◆ **What is expected**:
Go to the line containing "config.player.delay_ms = delay_ms;" in the records below. Repeat it and the lines after it exactly, all the way to the end.

Stored items:
+++

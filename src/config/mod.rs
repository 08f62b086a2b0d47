pub mod cli;
pub mod toml_config;

#[cfg(feature = "cli")]
use crate::config::toml_config::VisualizerConfig;
#[cfg(feature = "cli")]
use clap::Parser;
#[cfg(feature = "cli")]
use serde::{Deserialize, Serialize};

#[cfg(feature = "cli")]
#[derive(Debug, Clone, Default, Serialize, Deserialize, Parser)]
#[command(name = "graph-visualizer")]
#[command(about = "Graph-Algorithms Visualizer: edit a weighted graph and play DFS, BFS, Dijkstra and Prim on it")]
pub struct CliConfig {
    /// Path to TOML configuration file
    #[arg(short, long)]
    pub config: Option<String>,

    /// Command script to run instead of reading commands from stdin
    #[arg(short, long)]
    pub script: Option<String>,

    /// Directory used by save, load and render (overrides output.path)
    #[arg(long)]
    pub output_path: Option<String>,

    /// Delay between two played steps in milliseconds (overrides player.delay_ms)
    #[arg(long)]
    pub delay_ms: Option<u64>,

    /// Start with an empty canvas instead of the four corner vertices
    #[arg(long)]
    pub no_corner_vertices: bool,

    /// Render the final canvas to this SVG file on exit (overrides output.svg_file)
    #[arg(long)]
    pub export: Option<String>,

    #[arg(long, help = "Emit logs as JSON")]
    pub log_json: bool,

    #[arg(short, long, help = "Enable verbose output")]
    pub verbose: bool,
}

#[cfg(feature = "cli")]
impl CliConfig {
    /// 套用命令列覆蓋設定
    pub fn apply_overrides(&self, config: &mut VisualizerConfig) {
        if let Some(output_path) = &self.output_path {
            config.output.path = output_path.clone();
            tracing::info!("🔧 Output path overridden to: {}", output_path);
        }
        if let Some(delay_ms) = self.delay_ms {
            config.player.delay_ms = delay_ms;
            tracing::info!("🔧 Play delay overridden to: {}ms", delay_ms);
        }
        if self.no_corner_vertices {
            config.canvas.corner_vertices = false;
        }
        if let Some(export) = &self.export {
            config.output.svg_file = Some(export.clone());
        }
    }
}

+++

◆ **Solution for this exercise**:
            config.player.delay_ms = delay_ms;
            tracing::info!("🔧 Play delay overridden to: {}ms", delay_ms);
        }
        if self.no_corner_vertices {
            config.canvas.corner_vertices = false;
        }
        if let Some(export) = &self.export {
            config.output.svg_file = Some(export.clone());
        }
    }
}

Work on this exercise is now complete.